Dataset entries
+ + +
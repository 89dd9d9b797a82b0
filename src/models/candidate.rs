use serde::{Deserialize, Serialize};
use uuid::Uuid;

#[derive(Debug, Clone, Default, PartialEq, Serialize, Deserialize)]
#[serde(default)]
pub struct CandidateProfile {
    pub id: Uuid,
    pub full_name: String,
    pub email: String,
    pub phone: Option<String>,
    pub course_id: Option<Uuid>,
    pub skills: Vec<String>,
    pub bio: Option<String>,
    pub cv_url: Option<String>,
}
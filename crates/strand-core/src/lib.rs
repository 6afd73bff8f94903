//! Strand Core - Clock and configuration types for the strand runtime
//!
//! This crate provides the pieces shared by the runtime and its hosts:
//! - Frame clock ([`Time`]) updated from the wall clock or by explicit deltas
//! - Per-system fixed-timestep accumulators ([`FixedTimestep`])
//! - Run configuration ([`AppConfig`])

pub mod config;
pub mod time;

pub use config::{AppConfig, ConfigError};
pub use time::{FixedTimestep, Time, TimeError};
//! Time system for the strand runtime
//!
//! Tracks the frame clock that drives per-frame systems and the per-system
//! accumulators that drive fixed-timestep systems.

use std::time::{Duration, Instant};

/// Errors that can occur when configuring timesteps
#[derive(Debug, Clone, PartialEq, Eq, thiserror::Error)]
pub enum TimeError {
    #[error("fixed time step must be greater than zero")]
    ZeroStep,
}

/// Frame clock
///
/// Advanced once per update, either from the wall clock ([`Time::update`]) or
/// by an explicit amount ([`Time::update_with_delta`]).
#[derive(Debug, Clone)]
pub struct Time {
    /// Instant of the last wall-clock update
    last_instant: Instant,
    /// Time between the last two updates
    delta: Duration,
    /// Sum of every delta since the clock was created
    elapsed: Duration,
    /// Number of updates so far
    frame_count: u64,
}

impl Default for Time {
    fn default() -> Self {
        Self::new()
    }
}

impl Time {
    /// Create a clock starting now
    pub fn new() -> Self {
        Self {
            last_instant: Instant::now(),
            delta: Duration::ZERO,
            elapsed: Duration::ZERO,
            frame_count: 0,
        }
    }

    /// Advance the clock by the wall-clock time since the previous update
    pub fn update(&mut self) {
        let now = Instant::now();
        let delta = now.saturating_duration_since(self.last_instant);
        self.last_instant = now;
        self.advance(delta);
    }

    /// Advance the clock by exactly `delta`
    pub fn update_with_delta(&mut self, delta: Duration) {
        self.last_instant = Instant::now();
        self.advance(delta);
    }

    fn advance(&mut self, delta: Duration) {
        self.delta = delta;
        self.elapsed += delta;
        self.frame_count += 1;
    }

    /// Time between the last two updates
    pub fn delta(&self) -> Duration {
        self.delta
    }

    /// Total time simulated since the clock was created
    pub fn elapsed(&self) -> Duration {
        self.elapsed
    }

    /// Number of updates so far
    pub fn frame_count(&self) -> u64 {
        self.frame_count
    }
}

/// Accumulator for a system that runs at a constant logical rate.
///
/// Each update adds the elapsed frame time; the owner then calls
/// [`FixedTimestep::consume`] until it returns `false`, running one step
/// per successful call.
#[derive(Debug, Clone, PartialEq, Eq)]
pub struct FixedTimestep {
    step: Duration,
    accumulated: Duration,
}

impl FixedTimestep {
    /// Create an accumulator for the given step, starting empty
    pub fn new(step: Duration) -> Result<Self, TimeError> {
        if step.is_zero() {
            return Err(TimeError::ZeroStep);
        }
        Ok(Self {
            step,
            accumulated: Duration::ZERO,
        })
    }

    /// The logical time covered by one step
    pub fn step(&self) -> Duration {
        self.step
    }

    /// Time that has been accumulated but not simulated yet
    pub fn accumulated(&self) -> Duration {
        self.accumulated
    }

    /// Add frame time to the accumulator
    pub fn accumulate(&mut self, delta: Duration) {
        self.accumulated += delta;
    }

    /// Take one step out of the accumulator if a whole step is available
    pub fn consume(&mut self) -> bool {
        if self.accumulated >= self.step {
            self.accumulated -= self.step;
            true
        } else {
            false
        }
    }

    /// Fraction of a step left in the accumulator, for interpolation
    pub fn overstep_fraction(&self) -> f64 {
        self.accumulated.as_secs_f64() / self.step.as_secs_f64()
    }
}

#[cfg(test)]
mod tests {
    use super::*;

    #[test]
    fn test_time_with_delta() {
        let mut time = Time::new();
        time.update_with_delta(Duration::from_millis(16));
        time.update_with_delta(Duration::from_millis(4));

        assert_eq!(time.delta(), Duration::from_millis(4));
        assert_eq!(time.elapsed(), Duration::from_millis(20));
        assert_eq!(time.frame_count(), 2);
    }

    #[test]
    fn test_wall_clock_elapsed_is_sum_of_deltas() {
        let mut time = Time::new();
        let mut total = Duration::ZERO;
        for _ in 0..3 {
            std::thread::sleep(Duration::from_millis(1));
            time.update();
            total += time.delta();
        }
        assert_eq!(time.elapsed(), total);
        assert!(time.elapsed() >= Duration::from_millis(3));
    }

    #[test]
    fn test_fixed_steps() {
        let mut fixed = FixedTimestep::new(Duration::from_millis(2)).unwrap();
        fixed.accumulate(Duration::from_millis(5));

        let mut steps = 0;
        while fixed.consume() {
            steps += 1;
        }
        assert_eq!(steps, 2);
        assert_eq!(fixed.accumulated(), Duration::from_millis(1));
        assert!((fixed.overstep_fraction() - 0.5).abs() < 1e-9);
    }

    #[test]
    fn test_zero_step_rejected() {
        assert_eq!(FixedTimestep::new(Duration::ZERO), Err(TimeError::ZeroStep));
    }
}
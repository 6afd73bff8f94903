//! Headless flocking simulation
//!
//! Every step, each boid steers away from boids that are too close, matches
//! the velocity of visible neighbours, moves towards their centre, and turns
//! back when it leaves the box. All interactions are computed over the
//! ordered pairs of boids at once.

use std::time::Duration;

use glam::Vec2;
use rand::rngs::StdRng;
use rand::{Rng, SeedableRng};
use strand_ecs::{
    component, App, Commands, Component, EcsResult, Field, Key, Plugin, Query, Res, Time,
    Transform2,
};
use tracing::info;

use crate::settings::BoidParams;

component! {
    pub struct Velocity {
        pub value: Field<Vec2>,
    }
}

component! {
    pub struct Separation {
        pub displacement_sum: Field<Vec2>,
    }
}

component! {
    pub struct Alignment {
        pub velocity_sum: Field<Vec2>,
        pub num_neighbors: Field<f32>,
    }
}

component! {
    pub struct Cohesion {
        pub translation_sum: Field<Vec2>,
        pub num_neighbors: Field<f32>,
    }
}

/// Seeded generator used for the initial flock
pub struct FlockRng(pub StdRng);

type Boid = (Transform2, Velocity, Separation, Alignment, Cohesion);

/// Adds the flock's pools, resources and systems
pub struct BoidsPlugin {
    pub params: BoidParams,
}

impl Plugin for BoidsPlugin {
    fn build(&self, app: &mut App) {
        let num = self.params.num_boids;
        let step = Duration::from_millis(self.params.time_step_ms);
        app.add_resource(self.params.clone())
            .add_resource(FlockRng(StdRng::seed_from_u64(self.params.seed)))
            .add_pool(Transform2::create_pool(num))
            .add_pool(Velocity::create_pool(num))
            .add_pool(Separation::create_pool(num))
            .add_pool(Alignment::create_pool(num))
            .add_pool(Cohesion::create_pool(num))
            .add_startup_system(spawn_boids)
            .add_system(calculate_separation, step)
            .add_system(calculate_alignment, step)
            .add_system(calculate_cohesion, step)
            .add_system(update_boid_velocity, step)
            .add_system(move_boids, step)
            .add_system(report_flock, Duration::from_secs(1));
    }
}

fn random_vec2(rng: &mut StdRng, scale: f32) -> Vec2 {
    (Vec2::new(rng.gen(), rng.gen()) - 0.5) * scale
}

/// Values at the positions where `mask` is set
fn select<T: Copy>(values: &[T], mask: &[bool]) -> Vec<T> {
    values
        .iter()
        .zip(mask)
        .filter_map(|(&value, &keep)| keep.then_some(value))
        .collect()
}

fn spawn_boids(
    params: Res<BoidParams>,
    mut rng: Res<FlockRng>,
    commands: Commands,
) -> EcsResult<()> {
    let (transform, velocity, ..) = commands.spawn::<Boid>(params.num_boids)?;
    let translations: Vec<Vec2> = (0..params.num_boids)
        .map(|_| random_vec2(&mut rng.0, params.box_size))
        .collect();
    let velocities: Vec<Vec2> = (0..params.num_boids)
        .map(|_| random_vec2(&mut rng.0, params.max_speed))
        .collect();
    transform.translation.fill(&translations)?;
    velocity.value.fill(&velocities)?;
    info!(num_boids = params.num_boids, "Spawned flock");
    Ok(())
}

fn calculate_separation(
    params: Res<BoidParams>,
    query: Query<(Transform2, Separation)>,
) -> EcsResult<()> {
    let (_, separation) = query.result();
    separation.displacement_sum.fill(Vec2::ZERO)?;

    let ((transform1, separation), (transform2, _)) = query.product_2();
    let displacement = transform1
        .translation
        .zip_map(&transform2.translation, |a, b| a - b)?;
    let too_close: Vec<bool> = displacement
        .iter()
        .map(|d| d.length() < params.separation_radius)
        .collect();

    let separation = separation.index(&Key::Mask(too_close.clone()))?;
    separation
        .displacement_sum
        .add_assign(&select(&displacement, &too_close))
}

/// Pairs further apart than the separation radius but still visible
fn neighbours(
    params: &BoidParams,
    transform1: &Transform2,
    transform2: &Transform2,
) -> EcsResult<Key> {
    let distance = transform1
        .translation
        .zip_map(&transform2.translation, |a, b| a.distance(b))?;
    Ok(Key::Mask(
        distance
            .into_iter()
            .map(|d| d > params.separation_radius && d < params.visible_radius)
            .collect(),
    ))
}

fn calculate_alignment(
    params: Res<BoidParams>,
    query: Query<(Transform2, Velocity, Alignment)>,
) -> EcsResult<()> {
    let (_, _, alignment) = query.result();
    alignment.velocity_sum.fill(Vec2::ZERO)?;
    alignment.num_neighbors.fill(0.0_f32)?;

    let ((transform1, _, alignment), (transform2, velocity2, _)) = query.product_2();
    let visible = neighbours(&params, &transform1, &transform2)?;
    let alignment = alignment.index(&visible)?;
    let velocity2 = velocity2.index(&visible)?;
    alignment.velocity_sum.add_assign(&velocity2.value)?;
    alignment.num_neighbors.add_assign(1.0_f32)
}

fn calculate_cohesion(
    params: Res<BoidParams>,
    query: Query<(Transform2, Cohesion)>,
) -> EcsResult<()> {
    let (_, cohesion) = query.result();
    cohesion.translation_sum.fill(Vec2::ZERO)?;
    cohesion.num_neighbors.fill(0.0_f32)?;

    let ((transform1, cohesion), (transform2, _)) = query.product_2();
    let visible = neighbours(&params, &transform1, &transform2)?;
    let cohesion = cohesion.index(&visible)?;
    let transform2 = transform2.index(&visible)?;
    cohesion.translation_sum.add_assign(&transform2.translation)?;
    cohesion.num_neighbors.add_assign(1.0_f32)
}

/// `(sum / count - current) * coefficient` for every row
fn steer(sums: Vec<Vec2>, counts: Vec<f32>, current: Vec<Vec2>, coefficient: f32) -> Vec<Vec2> {
    sums.into_iter()
        .zip(counts)
        .zip(current)
        .map(|((sum, count), current)| (sum / count - current) * coefficient)
        .collect()
}

fn update_boid_velocity(
    params: Res<BoidParams>,
    query: Query<(Transform2, Separation, Alignment, Cohesion, Velocity)>,
) -> EcsResult<()> {
    let (transform, separation, alignment, cohesion, velocity) = query.result();

    let aligning = Key::Mask(alignment.num_neighbors.mask(|&n| n > 0.0));
    let alignment = alignment.index(&aligning)?;
    let aligned = velocity.index(&aligning)?;
    aligned.value.add_assign(&steer(
        alignment.velocity_sum.to_vec(),
        alignment.num_neighbors.to_vec(),
        aligned.value.to_vec(),
        params.alignment_coefficient,
    ))?;

    let gathering = Key::Mask(cohesion.num_neighbors.mask(|&n| n > 0.0));
    let cohesion = cohesion.index(&gathering)?;
    velocity.index(&gathering)?.value.add_assign(&steer(
        cohesion.translation_sum.to_vec(),
        cohesion.num_neighbors.to_vec(),
        transform.index(&gathering)?.translation.to_vec(),
        params.cohesion_coefficient,
    ))?;

    let half = params.box_size / 2.0;
    let push = params.box_bound_coefficient;
    let bounds = [
        (transform.translation.mask(|t| t.x < -half), Vec2::new(push, 0.0)),
        (transform.translation.mask(|t| t.x > half), Vec2::new(-push, 0.0)),
        (transform.translation.mask(|t| t.y < -half), Vec2::new(0.0, push)),
        (transform.translation.mask(|t| t.y > half), Vec2::new(0.0, -push)),
    ];
    for (outside, correction) in bounds {
        velocity.index(&Key::Mask(outside))?.value.add_assign(correction)?;
    }

    separation.displacement_sum.scale(params.separation_coefficient);
    velocity.value.add_assign(&separation.displacement_sum)?;
    velocity
        .value
        .clamp_length(params.min_speed, params.max_speed);
    Ok(())
}

fn move_boids(params: Res<BoidParams>, query: Query<(Transform2, Velocity)>) -> EcsResult<()> {
    let (transform, velocity) = query.result();
    let dt = Duration::from_millis(params.time_step_ms).as_secs_f32();
    let velocities = velocity.value.to_vec();
    let steps: Vec<Vec2> = velocities.iter().map(|&v| v * dt).collect();
    let headings: Vec<f32> = velocities.iter().map(|v| (-v.x).atan2(v.y)).collect();
    transform.translation.add_assign(&steps)?;
    transform.rotation.fill(&headings)
}

fn report_flock(time: Res<Time>, query: Query<(Transform2, Velocity)>) {
    if query.is_empty() {
        return;
    }
    let (transform, velocity) = query.result();
    let n = query.len() as f32;
    let centre = transform
        .translation
        .to_vec()
        .into_iter()
        .fold(Vec2::ZERO, |sum, t| sum + t)
        / n;
    let mean_speed = velocity.value.lengths().into_iter().sum::<f32>() / n;
    info!(
        elapsed = ?time.elapsed(),
        boids = query.len(),
        centre = ?centre,
        mean_speed,
        "Flock status"
    );
}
+ + +
_TASK DIRECTIONS_. What you return should be exactly the lines above, starting at the one with "self.accumulated -= self.step;" and ending at the one with "pub fn overstep_fraction(&self)", and nothing else.

_EXERCISE RESPONSE_.
            self.accumulated -= self.step;
            true
        } else {
            false
        }
    }

    /// Fraction of a step left in the accumulator, for interpolation
    pub fn overstep_fraction(&self) -> f64 {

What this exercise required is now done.